Le futur est là, et on peut le tenir dans la main

Tout le monde sait qu’il est difficile de travailler dans le cinéma. Un romancier en herbe peut s’asseoir dans un café avec un calepin bon marché et un rêve ; le prochain Banksy n’a besoin que d’un mur et d’une bombe de peinture. Mais un cinéaste a besoin d’une équipe, d’un monteur, d’un coloriste, d’un scénario et d’une liste interminable d’équipements.

Il est donc facile de considérer les films sur smartphone comme une nouveauté à ne pas prendre au sérieux et comme des vétilles de TikTok qui seront vite oubliées. Mais ce point de vue ne tient pas compte du fait que leur véritable potentiel ne réside pas dans le produit fini, mais dans le pouvoir d’expérimenter qu’ils mettent entre nos mains. Leur histoire peut commencer par la capture d’images sur un petit écran, peut-elle se terminer par la diffusion d’images sur un grand écran ? Les festivals de films tournés avec un smartphone le pensent.

SmartFone Flick Fest

Angela Blake est cofondatrice et directrice de SF3 (SmartFone Flick Fest), un festival international couronné de succès qui se tient à Sydney, en Australie. Bien qu’il s’agisse aujourd’hui de sa huitième édition, Angela déclare : « Dès le début, nous avons été catégoriques sur le fait que nous savions que les smartphones ne remplaceraient jamais les caméras traditionnelles ». Et elle s’appuie sur son expérience personnelle. Angela et ses collègues fondateurs ont une solide formation en arts plutôt qu’en technologie ; Angela est diplômée du programme Acting for Screen de la New York Film Academy et prépare un long métrage intitulé Burnu.

En revanche, ce qui a intéressé Angela, c’était la démocratisation que cette nouvelle technologie apporterait. La technologie des smartphones ne permet pas de faire des longs métrages comme par magie – vous avez toujours besoin de talents et d’un tas d’autres choses pour cela –, mais elle permet aux gens ordinaires de raconter et de publier facilement des histoires à l’aide d’images animées, et cela ne s’est jamais produit à grande échelle auparavant.

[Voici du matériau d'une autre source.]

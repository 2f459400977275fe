//! Fixed-period sine tone.

use std::f64::consts::TAU;
use std::sync::Arc;

use super::Periodic;
use crate::{AudioSignal, Error, Length, Result, Signal};

/// Longest cycle a tone may precompute: 2^24 frames, 128 MiB of `f64`.
pub const MAX_PERIOD_FRAMES: usize = 1 << 24;

/// An infinite sine tone replayed from a one-period table.
///
/// The period is `round(FRAME_RATE / frequency)` frames and the table holds
/// `sin(i * 2π / period)` for each frame of it. The table is then walked
/// cyclically forever. Because the period is a whole number of frames, the
/// emitted pitch is quantised to `FRAME_RATE / period` and there is a small
/// phase jump at every wrap; both are intended.
///
/// Cloning a tone shares its table and keeps its position.
///
/// # Type Parameters
///
/// * `FRAME_RATE` - Frames per second (defaults to 44100)
///
/// # Examples
///
/// ```
/// use beepstream::{Periodic, Signal, Tone};
///
/// let mut tone = Tone::<44100>::new(440.0).unwrap();
/// assert_eq!(tone.period(), 100);
/// assert_eq!(tone.emitted_frequency(), 441.0);
/// assert_eq!(tone.next_sample(), Some(0.0));
/// ```
#[derive(Debug, Clone)]
pub struct Tone<const FRAME_RATE: u32 = { crate::FRAME_RATE }> {
    requested: f64,
    table: Arc<[f64]>,
    position: usize,
}

impl<const FRAME_RATE: u32> Tone<FRAME_RATE> {
    /// Creates a tone for `frequency` Hz.
    ///
    /// # Arguments
    ///
    /// * `frequency` - Requested pitch in Hz; the emitted pitch is
    ///   `FRAME_RATE / round(FRAME_RATE / frequency)`
    ///
    /// # Returns
    ///
    /// An infinite tone positioned at phase zero.
    ///
    /// # Errors
    ///
    /// Returns `Error::InvalidFrequency` if the frequency is not a positive
    /// finite number or rounds to a zero-frame period, and
    /// `Error::PeriodTooLong` if its cycle exceeds `MAX_PERIOD_FRAMES`.
    pub fn new(frequency: f64) -> Result<Self> {
        let period = period_frames(frequency, FRAME_RATE)?;
        let step = TAU / period as f64;
        let table: Arc<[f64]> = (0..period).map(|i| (i as f64 * step).sin()).collect();

        log::debug!(
            "tone {} Hz: period {} frames, emitting {:.3} Hz",
            frequency,
            period,
            FRAME_RATE as f64 / period as f64
        );

        Ok(Self {
            requested: frequency,
            table,
            position: 0,
        })
    }

    /// The precomputed cycle.
    pub fn table(&self) -> &[f64] {
        &self.table
    }
}

/// Computes `round(frame_rate / frequency)`, rejecting degenerate periods.
pub(crate) fn period_frames(frequency: f64, frame_rate: u32) -> Result<usize> {
    if !frequency.is_finite() || frequency <= 0.0 {
        return Err(Error::InvalidFrequency { frequency });
    }
    let period = (frame_rate as f64 / frequency).round();
    if period < 1.0 {
        return Err(Error::InvalidFrequency { frequency });
    }
    if period > MAX_PERIOD_FRAMES as f64 {
        return Err(Error::PeriodTooLong {
            frequency,
            frames: period,
        });
    }
    Ok(period as usize)
}

impl<const FRAME_RATE: u32> Signal for Tone<FRAME_RATE> {
    fn next_sample(&mut self) -> Option<f64> {
        let sample = self.table[self.position];
        self.position += 1;
        if self.position == self.table.len() {
            self.position = 0;
        }
        Some(sample)
    }

    fn length(&self) -> Length {
        Length::Infinite
    }
}

impl<const FRAME_RATE: u32> AudioSignal<FRAME_RATE> for Tone<FRAME_RATE> {}

impl<const FRAME_RATE: u32> Periodic for Tone<FRAME_RATE> {
    fn period(&self) -> usize {
        self.table.len()
    }

    fn requested_frequency(&self) -> f64 {
        self.requested
    }

    fn emitted_frequency(&self) -> f64 {
        FRAME_RATE as f64 / self.table.len() as f64
    }

    fn reset(&mut self) {
        self.position = 0;
    }
}
//! Core sample-sequence trait.
//!
//! A `Signal` is a lazily evaluated stream of floating point samples that may
//! be finite (a beep, a gap) or infinite (a free-running tone). Every stage of
//! the pipeline pulls from the stage before it; nothing is materialised ahead
//! of demand.

/// Number of samples a signal has left to produce.
#[derive(Debug, Clone, Copy, PartialEq, Eq)]
pub enum Length {
    /// The signal ends after this many more samples.
    Finite(usize),
    /// The signal never ends.
    Infinite,
}

impl Length {
    /// Returns true if the signal will eventually end.
    pub fn is_finite(&self) -> bool {
        matches!(self, Length::Finite(_))
    }

    /// Remaining sample count, or `None` for infinite signals.
    pub fn finite(&self) -> Option<usize> {
        match self {
            Length::Finite(n) => Some(*n),
            Length::Infinite => None,
        }
    }

    /// Length of one signal followed by another.
    pub fn then(self, other: Length) -> Length {
        match (self, other) {
            (Length::Finite(a), Length::Finite(b)) => Length::Finite(a.saturating_add(b)),
            _ => Length::Infinite,
        }
    }

    /// The shorter of two lengths.
    pub fn shortest(self, other: Length) -> Length {
        match (self, other) {
            (Length::Finite(a), Length::Finite(b)) => Length::Finite(a.min(b)),
            (Length::Finite(a), Length::Infinite) | (Length::Infinite, Length::Finite(a)) => {
                Length::Finite(a)
            }
            (Length::Infinite, Length::Infinite) => Length::Infinite,
        }
    }
}

/// Common interface for every sample producer and transformer.
///
/// This is the "has more / produce next" contract of the pipeline:
/// `next_sample` yields `Some(sample)` until the signal is exhausted and
/// `None` from then on. Samples are nominally in [-1.0, 1.0] but nothing
/// enforces that here.
pub trait Signal {
    /// Produces the next sample, or `None` once the signal is exhausted.
    fn next_sample(&mut self) -> Option<f64>;

    /// How many samples remain.
    fn length(&self) -> Length;

    /// Fills `buffer` from the front and returns how many samples were written.
    ///
    /// A return value smaller than `buffer.len()` means the signal is exhausted.
    fn process(&mut self, buffer: &mut [f64]) -> usize {
        for (written, slot) in buffer.iter_mut().enumerate() {
            match self.next_sample() {
                Some(sample) => *slot = sample,
                None => return written,
            }
        }
        buffer.len()
    }
}

impl<S: Signal + ?Sized> Signal for Box<S> {
    fn next_sample(&mut self) -> Option<f64> {
        (**self).next_sample()
    }

    fn length(&self) -> Length {
        (**self).length()
    }

    fn process(&mut self, buffer: &mut [f64]) -> usize {
        (**self).process(buffer)
    }
}

impl<S: Signal + ?Sized> Signal for &mut S {
    fn next_sample(&mut self) -> Option<f64> {
        (**self).next_sample()
    }

    fn length(&self) -> Length {
        (**self).length()
    }
}

/// A finite signal replaying samples that are already in memory.
///
/// # Examples
///
/// ```
/// use beepstream::{BufferedSignal, Signal};
///
/// let mut signal = BufferedSignal::<44100>::new(vec![0.25, -0.25]);
/// assert_eq!(signal.next_sample(), Some(0.25));
/// assert_eq!(signal.next_sample(), Some(-0.25));
/// assert_eq!(signal.next_sample(), None);
/// ```
#[derive(Debug, Clone)]
pub struct BufferedSignal<const FRAME_RATE: u32 = { crate::FRAME_RATE }> {
    samples: std::vec::IntoIter<f64>,
}

impl<const FRAME_RATE: u32> BufferedSignal<FRAME_RATE> {
    /// Creates a signal that yields `samples` in order, then ends.
    pub fn new(samples: Vec<f64>) -> Self {
        Self {
            samples: samples.into_iter(),
        }
    }
}

impl<const FRAME_RATE: u32> Signal for BufferedSignal<FRAME_RATE> {
    fn next_sample(&mut self) -> Option<f64> {
        self.samples.next()
    }

    fn length(&self) -> Length {
        Length::Finite(self.samples.len())
    }
}

impl<const FRAME_RATE: u32> crate::AudioSignal<FRAME_RATE> for BufferedSignal<FRAME_RATE> {}

/// Adapts a signal into a standard iterator over its samples.
///
/// Returned by `SignalExt::samples`.
pub struct Samples<S: Signal> {
    source: S,
}

impl<S: Signal> Samples<S> {
    pub(crate) fn new(source: S) -> Self {
        Self { source }
    }

    /// Gives back the wrapped signal.
    pub fn into_inner(self) -> S {
        self.source
    }
}

impl<S: Signal> Iterator for Samples<S> {
    type Item = f64;

    fn next(&mut self) -> Option<f64> {
        self.source.next_sample()
    }

    fn size_hint(&self) -> (usize, Option<usize>) {
        match self.source.length() {
            Length::Finite(n) => (n, Some(n)),
            Length::Infinite => (usize::MAX, None),
        }
    }
}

« La réalisation de films sur smartphone est accessible. Cela élimine vraiment des obstacles, et parce qu’il s’agit plutôt d’un mouvement underground, il y a d’énormes communautés. Je pense que nous sommes tous ravis et chanceux de faire quelque chose de nouveau, avec de nouvelles règles, et de l’amener au grand public. Il y a une sorte de sensation vraiment amusante quand vous êtes dans cet espace. » Angela fournit ce chaînon manquant entre petit et grand écran, partageant du contenu avec un public en direct où il peut être correctement apprécié.

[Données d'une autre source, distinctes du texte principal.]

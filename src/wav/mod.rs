//! WAV output for seekable files and non-seekable streams.
//!
//! A WAV header records the size of the sample data, which a streaming writer
//! does not know until the end. Seekable destinations get a placeholder that
//! is rewritten on close. Pipes and other stream-only destinations get a
//! header that declares the largest size the format allows, since it can
//! never be revisited.
//!
//! # Examples
//!
//! ```
//! use std::io::Cursor;
//! use beepstream::Sequence;
//! use beepstream::wav::{Sink, SinkKind, WavOptions, write_wav};
//!
//! let beep = Sequence::<44100>::beep(440.0, 0.1).unwrap();
//! let sink = Sink::probe(Cursor::new(Vec::new())).unwrap();
//! let (cursor, summary) = write_wav(sink, vec![beep], &WavOptions::default()).unwrap();
//!
//! assert_eq!(summary.kind, SinkKind::Seekable);
//! assert_eq!(summary.frames_written, 4410);
//! assert_eq!(cursor.into_inner().len(), 44 + 4410 * 2);
//! ```

mod format;
mod header;
mod sink;
mod writer;


use std::io::{Seek, Write};

pub use format::{PCM_FORMAT_TAG, WavFormat};
pub use header::{HEADER_LEN, SizeField, ceiling_frames, pack_header};
pub use sink::{ESPIPE, Sink, SinkKind, Unseekable, is_illegal_seek};
pub use writer::{WavStreamWriter, WavSummary, WriterState};

use crate::pcm::{Chunks, FrameSource, Interleave, RawFrames, Sampler};
use crate::{AudioSignal, Error, Result};

/// Settings for `write_wav` and `write_wav_raw`.
#[derive(Debug, Clone, Copy, PartialEq)]
pub struct WavOptions {
    /// Converts samples to PCM; its width is the container's sample width.
    pub sampler: Sampler,
    /// Frames per write.
    pub chunk_frames: usize,
    /// Header size field layout.
    pub size_field: SizeField,
}

impl Default for WavOptions {
    fn default() -> Self {
        Self {
            sampler: Sampler::default(),
            chunk_frames: crate::DEFAULT_CHUNK_FRAMES,
            size_field: SizeField::default(),
        }
    }
}

impl WavOptions {
    /// Uses `sampler` for conversion.
    pub fn with_sampler(mut self, sampler: Sampler) -> Self {
        self.sampler = sampler;
        self
    }

    /// Writes `chunk_frames` frames at a time.
    pub fn with_chunk_frames(mut self, chunk_frames: usize) -> Self {
        self.chunk_frames = chunk_frames;
        self
    }

    /// Limits the header to `size_field`.
    pub fn with_size_field(mut self, size_field: SizeField) -> Self {
        self.size_field = size_field;
        self
    }
}

/// Samples, interleaves and writes `channels` as a WAV container.
///
/// One channel per signal, in order. Writing stops at the end of the
/// shortest channel, so at least one channel must be finite.
///
/// # Arguments
///
/// * `sink` - Destination, already classified as seekable or stream
/// * `channels` - One signal per output channel
/// * `options` - Sampler, chunk size and header size field
///
/// # Returns
///
/// The destination together with a summary of what was written.
pub fn write_wav<const FRAME_RATE: u32, W, S>(
    sink: Sink<W>,
    channels: Vec<S>,
    options: &WavOptions,
) -> Result<(W, WavSummary)>
where
    W: Write + Seek,
    S: AudioSignal<FRAME_RATE>,
{
    let format = WavFormat::new(
        channel_count(channels.len())?,
        FRAME_RATE,
        options.sampler.width(),
    )?;
    let sampler = options.sampler;
    let frames = Interleave::new(
        channels
            .into_iter()
            .map(|channel| sampler.pcm(channel))
            .collect(),
    );
    stream_frames(sink, format, frames, options)
}

/// Writes already-packed channels as a WAV container.
///
/// Each item of a channel iterator is one sample of `format.width()` bytes;
/// the sampler in `options` is not used.
pub fn write_wav_raw<W, I, T>(
    sink: Sink<W>,
    channels: Vec<I>,
    format: WavFormat,
    options: &WavOptions,
) -> Result<(W, WavSummary)>
where
    W: Write + Seek,
    I: Iterator<Item = T>,
    T: AsRef<[u8]>,
{
    if channels.len() != format.channels() as usize {
        return Err(Error::unsupported(format!(
            "{} channels supplied for a {}-channel format",
            channels.len(),
            format.channels()
        )));
    }
    let width = format.width().bytes();
    let frames = Interleave::new(
        channels
            .into_iter()
            .map(|channel| RawFrames::new(channel, width))
            .collect(),
    );
    stream_frames(sink, format, frames, options)
}

fn channel_count(channels: usize) -> Result<u16> {
    u16::try_from(channels).map_err(|_| Error::unsupported(format!("{channels} channels")))
}

fn stream_frames<W, F>(
    sink: Sink<W>,
    format: WavFormat,
    frames: F,
    options: &WavOptions,
) -> Result<(W, WavSummary)>
where
    W: Write + Seek,
    F: FrameSource,
{
    let mut writer = WavStreamWriter::new(sink, format).with_size_field(options.size_field);
    writer.commit_header()?;
    for chunk in Chunks::new(frames, options.chunk_frames) {
        writer.write_chunk(&chunk)?;
    }
    let summary = writer.summary();
    let inner = writer.close()?;
    log::debug!(
        "wrote {} frames to a {} sink",
        summary.frames_written,
        summary.kind
    );
    Ok((inner, summary))
}
//! Output destinations and the seekability probe.

use std::fmt;
use std::io::{self, Seek, SeekFrom, Write};

use crate::{Error, Result};

/// `ESPIPE`, the "illegal seek" errno on Linux and the BSDs.
pub const ESPIPE: i32 = 29;

/// True if `err` means the destination cannot seek.
///
/// Matches `io::ErrorKind::NotSeekable` on any platform, and a raw `ESPIPE`
/// for errors built from an OS code the standard library does not map.
pub fn is_illegal_seek(err: &io::Error) -> bool {
    err.kind() == io::ErrorKind::NotSeekable || err.raw_os_error() == Some(ESPIPE)
}

/// How the writer may treat a destination.
#[derive(Debug, Clone, Copy, PartialEq, Eq)]
pub enum SinkKind {
    /// Random access: the header is rewritten once the size is known.
    Seekable,
    /// Sequential append only: the header is committed once, up front.
    Stream,
}

impl fmt::Display for SinkKind {
    fn fmt(&self, f: &mut fmt::Formatter<'_>) -> fmt::Result {
        match self {
            SinkKind::Seekable => f.write_str("seekable"),
            SinkKind::Stream => f.write_str("stream"),
        }
    }
}

/// A destination classified as seekable or stream-only.
///
/// `Sink::probe` classifies by querying the current position: an `ESPIPE`
/// failure means a stream, any other failure is returned as
/// `Error::SeekProbeFailed`.
#[derive(Debug)]
pub enum Sink<W> {
    /// A destination that supports repositioning.
    Seekable {
        /// The destination.
        inner: W,
        /// Offset at which the header starts.
        base: u64,
    },
    /// A sequential destination such as a pipe.
    Stream(W),
}

impl<W: Write + Seek> Sink<W> {
    /// Classifies `inner` by asking for its position.
    pub fn probe(mut inner: W) -> Result<Self> {
        match inner.stream_position() {
            Ok(base) => {
                log::debug!("sink is seekable, header at offset {base}");
                Ok(Sink::Seekable { inner, base })
            }
            Err(err) if is_illegal_seek(&err) => {
                log::debug!("sink is not seekable, streaming");
                Ok(Sink::Stream(inner))
            }
            Err(err) => Err(Error::SeekProbeFailed(err)),
        }
    }

    /// Declares `inner` seekable without classifying it.
    ///
    /// The current position still becomes the header offset.
    pub fn seekable(mut inner: W) -> Result<Self> {
        let base = inner.stream_position().map_err(Error::SeekProbeFailed)?;
        Ok(Sink::Seekable { inner, base })
    }
}

impl<W> Sink<W> {
    /// Declares `inner` a stream without classifying it.
    pub fn stream(inner: W) -> Self {
        Sink::Stream(inner)
    }

    /// Which way the destination is treated.
    pub fn kind(&self) -> SinkKind {
        match self {
            Sink::Seekable { .. } => SinkKind::Seekable,
            Sink::Stream(_) => SinkKind::Stream,
        }
    }

    /// The destination.
    pub fn get_ref(&self) -> &W {
        match self {
            Sink::Seekable { inner, .. } | Sink::Stream(inner) => inner,
        }
    }

    pub(crate) fn get_mut(&mut self) -> &mut W {
        match self {
            Sink::Seekable { inner, .. } | Sink::Stream(inner) => inner,
        }
    }

    /// Unwraps the destination.
    pub fn into_inner(self) -> W {
        match self {
            Sink::Seekable { inner, .. } | Sink::Stream(inner) => inner,
        }
    }
}

/// Adapts a write-only destination to the writer's `Seek` bound.
///
/// Every position query or seek fails with `NotSeekable`, so `Sink::probe`
/// classifies the wrapped writer as a stream. Useful for stdout or a child
/// process's stdin.
#[derive(Debug)]
pub struct Unseekable<W>(pub W);

impl<W> Unseekable<W> {
    /// Unwraps the destination.
    pub fn into_inner(self) -> W {
        self.0
    }
}

impl<W: Write> Write for Unseekable<W> {
    fn write(&mut self, buf: &[u8]) -> io::Result<usize> {
        self.0.write(buf)
    }

    fn flush(&mut self) -> io::Result<()> {
        self.0.flush()
    }
}

impl<W> Seek for Unseekable<W> {
    fn seek(&mut self, _pos: SeekFrom) -> io::Result<u64> {
        Err(io::Error::new(
            io::ErrorKind::NotSeekable,
            "destination does not support seeking",
        ))
    }
}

Revendiquer son importance

Le cinéma grand public l’a remarqué. Le réalisateur américain Steven Soderbergh dit que les smartphones font désormais partie des caméras de son arsenal, et Angela déclare qu’elle voit « des cinéastes émergents ou professionnels qui ne travaillent pas ou n’arrivent pas à obtenir un financement, se tournant vers les smartphones comme outil accessible et abordable. Je pense que cette technologie revendique son importance maintenant. »

La pression monte aussi d’en bas. La génération qui a grandi avec les smartphones et s’est immergée dans YouTube a des connaissances visuelles de base. Même s’ils ne font pas de films eux-mêmes, leur connaissance de la grammaire cinématographique dépasse de loin celle de leurs parents. SF3 organise des ateliers, et Angela a déclaré : « Les adultes sont encore effrayés lorsqu’il s’agit de montage ; ils réfléchissent vraiment trop à des choses comme la fréquence d’images et les rapports largeur-hauteur, mais les enfants ne pensent à rien de tout cela. Avant que j’aie fini de parler, ils sont debout et tournent, et ils ont déjà monté leur film pendant leur pause déjeuner. Ils ont ça en eux, et pas les adultes. »

Faire des longs métrages nécessite toujours des ressources pour les longs métrages, et personne chez SF3 ne pense que cela va changer. Le véritable changement réside dans les connaissances visuelles de base des réalisateurs et des spectateurs : avec leurs minuscules écrans de smartphone, ils sont sur le point de faire évoluer le cinéma, et cette évolution fera date.